In April 2015, Toontrack Music sought to register the word mark ‘EZMIX’ for goods and services in Classes 9, 15 and 42 of the Nice Classification. The EUIPO examiner denied registration, on grounds that the sign would both lack distinctive character and be descriptive of the goods and services, in accordance with what is now Article 7(1) (b) and (c) in Regulation 2017/1001 on the EU Trade Mark (EUTMR). Toontrack Music amended its application by limiting the designated word mark to goods and services in Classes 9 and 42 of the Nice Classification. The Fifth Board of Appeal of the EUIPO dismissed the appeal. Further to another appeal to the General Court, also this decided to dismiss the appeal in its entirety.

The CJEU appeal

Toontrack Music subsequently appealed to the Court of Justice of the European Union (CJEU) claiming:
  • As first part of the first ground of appeal: that the General Court had erred in finding that the word mark ‘EZMIX’ is descriptive. In particular, it argued that EZMIX does not directly and without further reflection – within the relevant circle of people – bring about a connection with the goods and services covered by the application. Thus, a trade mark that has a suggestive character should also have a lower degree of association between the trade mark and the goods and/or services concerned. In this regard, the word mark ‘EZMIX’ does not provide any direct information on how the goods and services concerned would be used. Mixing sound is not a simple process, nor does it inform the relevant circle of people about the various steps involved in the relevant process.
  • As the second part of the first ground of appeal: that the General Court had wrongfully found that the company had not disputed the fact that the letters ‘ez’ – carrying the same meaning as the word ‘easy’ – were found all over the internet and often used in everyday English in the course of trade.
  • As second ground of appeal: that the General Court and the EUIPO had erred in finding that the phrase used for the designated goods and services – “for easily mixing music” – is a major sales pitch for materials and software used for recording and mixing music.
  • As third ground of appeal: that the General Court had infringed Articles 65 and 67 EUTMR by failing to provide Toontrack Music with an opportunity to comment on the said phrase being regarded as a major sales pitch, to reject further evidence submitted, as well as by rejecting the application in its entirety.
The EUIPO disputed all parts of the appeal.

The CJEU order

(i) The first part of the first ground of appeal

The CJEU first set out that, according to Article 256(1) in the Consolidated version of The Treaty on the Functioning of the European Union (TFEU) and Article 58 in the Consolidated version of The Statute of the Court of Justice of the European Union, only decisions on point of law may be subject to a right of appeal. The General Court therefore enjoyed discretion in examining and assessing the relevant facts and evidence. Importantly, the assessment of the facts and the evidence does not – except in cases of misrepresentation by the General Court – constitute a point of law examined by the CJEU in an appeal.

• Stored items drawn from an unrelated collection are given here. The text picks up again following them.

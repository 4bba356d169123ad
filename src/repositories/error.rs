use crate::models::ValidationError;
use crate::storage::StorageError;

#[derive(thiserror::Error, Debug)]
pub enum RepositoryError {
    #[error("Sign in required")]
    Unauthenticated,
    #[error(transparent)]
    Invalid(#[from] ValidationError),
    #[error(transparent)]
    Storage(#[from] StorageError),
}

pub type Result<T> = std::result::Result<T, RepositoryError>;
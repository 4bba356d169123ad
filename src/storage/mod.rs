pub mod blob;
pub mod error;
pub mod file;
pub mod memory;
pub mod traits;

pub use blob::BlobStore;
pub use error::StorageError;
pub use file::FileStore;
pub use memory::MemoryStore;
pub use traits::KvStore;
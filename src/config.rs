use anyhow::{Context, Result};
use dotenv::dotenv;
use std::env;
use std::path::PathBuf;

use crate::pricing::DEFAULT_CURRENCY;

/// Runtime settings, read from the environment (and `.env` if present)
#[derive(Clone, Debug, PartialEq)]
pub struct AppConfig {
    /// Directory holding one JSON file per collection
    pub data_dir: PathBuf,
    /// ISO code used when rendering prices
    pub currency: String,
    /// Identity the demo binary acts as
    pub demo_user: String,
}

impl Default for AppConfig {
    fn default() -> Self {
        Self {
            data_dir: PathBuf::from("data"),
            currency: DEFAULT_CURRENCY.to_string(),
            demo_user: "demo-host".to_string(),
        }
    }
}

impl AppConfig {
    pub fn load() -> Result<Self> {
        dotenv().ok();
        Self::from_lookup(|name| env::var(name).ok())
    }

    /// Build from an arbitrary variable source; unset variables keep defaults.
    pub fn from_lookup<F>(lookup: F) -> Result<Self>
    where
        F: Fn(&str) -> Option<String>,
    {
        let defaults = Self::default();
        let var = |name: &str| lookup(name).map(|v| v.trim().to_string()).filter(|v| !v.is_empty());

        let currency = match var("STAY_CURRENCY") {
            Some(code) => {
                if code.len() != 3 || !code.chars().all(|c| c.is_ascii_alphabetic()) {
                    anyhow::bail!("STAY_CURRENCY must be a three-letter code, got {:?}", code);
                }
                code.to_ascii_uppercase()
            }
            None => defaults.currency,
        };

        let data_dir = var("STAY_DATA_DIR")
            .map(PathBuf::from)
            .unwrap_or(defaults.data_dir);

        Ok(Self {
            data_dir,
            currency,
            demo_user: var("STAY_DEMO_USER").unwrap_or(defaults.demo_user),
        })
    }

    pub fn ensure_data_dir(&self) -> Result<()> {
        std::fs::create_dir_all(&self.data_dir)
            .with_context(|| format!("Failed to create data directory {}", self.data_dir.display()))
    }
}
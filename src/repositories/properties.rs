use chrono::Utc;
use std::sync::Arc;
use tracing::{debug, error, info};

use super::error::{RepositoryError, Result};
use super::ids;
use super::types::{MigrationReport, PropertyFilters};
use crate::models::{
    normalize_images, Pricing, Property, PropertyDraft, PropertyStatus, PropertyType,
    PropertyUpdate,
};
use crate::storage::BlobStore;

pub const PROPERTIES_KEY: &str = "user_properties";

/// Nightly rates below this are treated as data-entry mistakes
const MIN_REALISTIC_NIGHTLY: f64 = 1_000.0;
const MIN_REALISTIC_VILLA_NIGHTLY: f64 = 50_000.0;

/// Replacement rates used when repairing unrealistic prices
pub fn realistic_pricing(property_type: PropertyType) -> Pricing {
    let (per_night, cleaning_fee) = match property_type {
        PropertyType::Villa => (150_000.0, 15_000.0),
        PropertyType::House => (60_000.0, 7_500.0),
        PropertyType::Townhouse => (50_000.0, 6_000.0),
        PropertyType::Condo => (40_000.0, 5_000.0),
        PropertyType::Apartment | PropertyType::Cabin | PropertyType::Other => (25_000.0, 3_000.0),
    };
    Pricing {
        per_night,
        cleaning_fee,
    }
}

fn has_unrealistic_price(property: &Property) -> bool {
    let per_night = property.pricing.per_night;
    per_night < MIN_REALISTIC_NIGHTLY
        || (property.property_type == PropertyType::Villa
            && per_night < MIN_REALISTIC_VILLA_NIGHTLY)
}

/// Listing order. Ties on `created_at` fall back to the id so pages stay
/// stable.
fn newest_first(properties: &mut [Property]) {
    properties.sort_by(|a, b| {
        b.created_at
            .cmp(&a.created_at)
            .then_with(|| b.id.cmp(&a.id))
    });
}

/// Host listings kept as one collection blob
pub struct PropertyRepository {
    blobs: Arc<BlobStore>,
}

impl PropertyRepository {
    pub fn new(blobs: Arc<BlobStore>) -> Self {
        Self { blobs }
    }

    async fn load_all(&self) -> Result<Vec<Property>> {
        self.blobs.load::<Property>(PROPERTIES_KEY).await.map_err(|e| {
            error!("Error loading properties: {}", e);
            RepositoryError::from(e)
        })
    }

    /// List a new property for `user_id` and return its id.
    pub async fn create(
        &self,
        user_id: &str,
        draft: PropertyDraft,
        image_uris: Vec<String>,
    ) -> Result<String> {
        if user_id.trim().is_empty() {
            return Err(RepositoryError::Unauthenticated);
        }
        draft.validate()?;

        let user_id = user_id.to_string();
        let id = self
            .blobs
            .update(PROPERTIES_KEY, |properties: &mut Vec<Property>| {
                let mut id = ids::property_id();
                while properties.iter().any(|p| p.id == id) {
                    id = ids::property_id();
                }
                properties.push(draft.into_property(id.clone(), user_id, image_uris, Utc::now()));
                id
            })
            .await
            .map_err(|e| {
                error!("Error creating property: {}", e);
                RepositoryError::from(e)
            })?;

        info!("Created property {}", id);
        Ok(id)
    }

    /// Look up one record regardless of status
    pub async fn get(&self, id: &str) -> Result<Option<Property>> {
        Ok(self.load_all().await?.into_iter().find(|p| p.id == id))
    }

    /// Everything `user_id` owns, newest first
    pub async fn list_by_user(&self, user_id: &str) -> Result<Vec<Property>> {
        let mut properties: Vec<Property> = self
            .load_all()
            .await?
            .into_iter()
            .filter(|p| p.user_id == user_id)
            .collect();
        newest_first(&mut properties);
        debug!("Loaded {} properties for {}", properties.len(), user_id);
        Ok(properties)
    }

    /// Every active listing, newest first
    pub async fn list_active(&self) -> Result<Vec<Property>> {
        let mut properties: Vec<Property> = self
            .load_all()
            .await?
            .into_iter()
            .filter(Property::is_active)
            .collect();
        newest_first(&mut properties);
        Ok(properties)
    }

    /// One page of listings matching `filters`, newest first. Pass the id of
    /// the last listing seen as `after` to fetch the next page; an id that no
    /// longer exists yields an empty page.
    pub async fn search(&self, filters: &PropertyFilters) -> Result<Vec<Property>> {
        let mut properties = self.load_all().await?;

        let cursor = match filters.after.as_deref() {
            Some(after) => match properties.iter().find(|p| p.id == after) {
                Some(p) => Some((p.created_at, p.id.clone())),
                None => {
                    debug!("Search cursor {} not found", after);
                    return Ok(Vec::new());
                }
            },
            None => None,
        };

        properties.retain(|p| {
            filters.matches(p)
                && cursor
                    .as_ref()
                    .map_or(true, |(at, id)| (p.created_at, &p.id) < (*at, id))
        });
        newest_first(&mut properties);
        if let Some(limit) = filters.limit {
            properties.truncate(limit);
        }
        debug!("Search matched {} properties", properties.len());
        Ok(properties)
    }

    /// Merge `changes` into the record. Returns `false` without writing when
    /// there is no such record.
    pub async fn update(&self, id: &str, changes: PropertyUpdate) -> Result<bool> {
        changes.validate()?;

        let updated = self
            .blobs
            .modify(PROPERTIES_KEY, |properties: &mut Vec<Property>, present| {
                if !present {
                    return None;
                }
                let property = properties.iter_mut().find(|p| p.id == id)?;
                changes.apply_to(property);
                property.updated_at = Utc::now();
                Some(())
            })
            .await
            .map_err(|e| {
                error!("Error updating property {}: {}", id, e);
                RepositoryError::from(e)
            })?;

        match updated {
            Some(()) => info!("Updated property {}", id),
            None => debug!("Property {} not found, nothing updated", id),
        }
        Ok(updated.is_some())
    }

    /// Hide the listing from browsing while keeping the record
    pub async fn soft_delete(&self, id: &str) -> Result<bool> {
        let deactivated = self
            .blobs
            .modify(PROPERTIES_KEY, |properties: &mut Vec<Property>, _| {
                let property = properties.iter_mut().find(|p| p.id == id)?;
                property.status = PropertyStatus::Inactive;
                property.updated_at = Utc::now();
                Some(())
            })
            .await
            .map_err(|e| {
                error!("Error deactivating property {}: {}", id, e);
                RepositoryError::from(e)
            })?;

        if deactivated.is_some() {
            info!("Deactivated property {}", id);
        }
        Ok(deactivated.is_some())
    }

    /// Remove the record for good
    pub async fn hard_delete(&self, id: &str) -> Result<bool> {
        let removed = self
            .blobs
            .modify(PROPERTIES_KEY, |properties: &mut Vec<Property>, _| {
                let before = properties.len();
                properties.retain(|p| p.id != id);
                (properties.len() != before).then_some(())
            })
            .await
            .map_err(|e| {
                error!("Error deleting property {}: {}", id, e);
                RepositoryError::from(e)
            })?;

        if removed.is_some() {
            info!("Deleted property {}", id);
        }
        Ok(removed.is_some())
    }

    /// Drop every stored property
    pub async fn clear_all(&self) -> Result<()> {
        self.blobs.clear(PROPERTIES_KEY).await?;
        info!("Cleared all properties");
        Ok(())
    }

    /// One-off repair of legacy records: backfill missing images and replace
    /// nightly rates that are too low for the property type. Running it again
    /// on repaired data changes nothing.
    pub async fn migrate_prices_and_images(&self) -> Result<MigrationReport> {
        let mut report = MigrationReport::default();

        self.blobs
            .modify(PROPERTIES_KEY, |properties: &mut Vec<Property>, _| {
                let now = Utc::now();
                for property in properties.iter_mut() {
                    report.scanned += 1;
                    let mut changed = false;

                    let images = normalize_images(&property.images);
                    if images != property.images {
                        property.images = images;
                        report.images_backfilled += 1;
                        changed = true;
                    }

                    if has_unrealistic_price(property) {
                        let corrected = realistic_pricing(property.property_type);
                        debug!(
                            "Correcting {} price {} -> {}",
                            property.id, property.pricing.per_night, corrected.per_night
                        );
                        property.pricing = corrected;
                        report.prices_corrected += 1;
                        changed = true;
                    }

                    if changed {
                        property.updated_at = now;
                    }
                }
                report.changed().then_some(())
            })
            .await
            .map_err(|e| {
                error!("Error migrating properties: {}", e);
                RepositoryError::from(e)
            })?;

        info!(
            "Migration scanned {} properties: {} image backfills, {} price corrections",
            report.scanned, report.images_backfilled, report.prices_corrected
        );
        Ok(report)
    }
}
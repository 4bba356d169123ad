use chrono::Utc;
use rand::Rng;

const BASE36: &[u8; 36] = b"0123456789abcdefghijklmnopqrstuvwxyz";

fn to_base36(mut value: u64) -> String {
    if value == 0 {
        return "0".to_string();
    }
    let mut digits = Vec::new();
    while value > 0 {
        digits.push(BASE36[(value % 36) as usize]);
        value /= 36;
    }
    digits.reverse();
    String::from_utf8_lossy(&digits).into_owned()
}

fn random_base36(len: usize) -> String {
    let mut rng = rand::thread_rng();
    (0..len)
        .map(|_| BASE36[rng.gen_range(0..BASE36.len())] as char)
        .collect()
}

fn now_millis() -> u64 {
    u64::try_from(Utc::now().timestamp_millis()).unwrap_or_default()
}

/// Listing id: current time in base36 followed by a random base36 tail
pub fn property_id() -> String {
    format!("{}{}", to_base36(now_millis()), random_base36(11))
}

/// Booking reference, `BK-<millis>-<9 random base36 chars>`
pub fn booking_id() -> String {
    format!("BK-{}-{}", now_millis(), random_base36(9))
}
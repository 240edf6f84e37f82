use salon_scheduler_domain::{Appointment, AppointmentStatus, ReminderJob, ReminderJobStatus, ID};
use serde::{Deserialize, Serialize};

#[derive(Deserialize, Serialize, Debug, Clone)]
#[serde(rename_all = "camelCase")]
pub struct AppointmentDTO {
    pub id: ID,
    pub tenant_id: ID,
    pub resource_id: ID,
    pub service_id: ID,
    pub client_id: ID,
    pub start_ts: i64,
    pub end_ts: i64,
    pub status: AppointmentStatus,
    pub created: i64,
    pub updated: i64,
}

impl AppointmentDTO {
    pub fn new(appointment: Appointment) -> Self {
        Self {
            id: appointment.id,
            tenant_id: appointment.tenant_id,
            resource_id: appointment.resource_id,
            service_id: appointment.service_id,
            client_id: appointment.client_id,
            start_ts: appointment.start_ts,
            end_ts: appointment.end_ts,
            status: appointment.status,
            created: appointment.created,
            updated: appointment.updated,
        }
    }
}

#[derive(Deserialize, Serialize, Debug, Clone)]
#[serde(rename_all = "camelCase")]
pub struct ReminderJobDTO {
    pub id: ID,
    pub appointment_id: ID,
    pub kind: String,
    pub fire_at: i64,
    pub status: ReminderJobStatus,
}

impl ReminderJobDTO {
    pub fn new(job: ReminderJob) -> Self {
        Self {
            id: job.id,
            appointment_id: job.appointment_id,
            kind: job.kind,
            fire_at: job.fire_at,
            status: job.status,
        }
    }
}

The Court went on to state that it is sufficient that one of the absolute grounds for refusal laid down in Article 7(1) EUTMR is applicable in the case at hand in order for a sign not to be regarded as registrable as an EU trade mark. It then recalled that findings concerning the special features, attention, opinion and attitude of the public concerned, are all relevant in the assessment of the public’s understanding of a mark. The same criteria is applicable to word marks as well (C ‑ 232/15 P, ultra air (available only in French and German)).

According to the CJEU, Toontrack Music sought – by way of its arguments – to challenge the General Court's assessment of the facts regarding the public’s understanding and therefore obtain a new assessment on the facts. However, Toontrack Music did not claim that the General Court ought to have misunderstood the facts or evidence submitted to it at the time. It was therefore clear that the company’s arguments should be left out of consideration. Thus, the first part of the first ground of appeal was found to be manifestly inadmissible.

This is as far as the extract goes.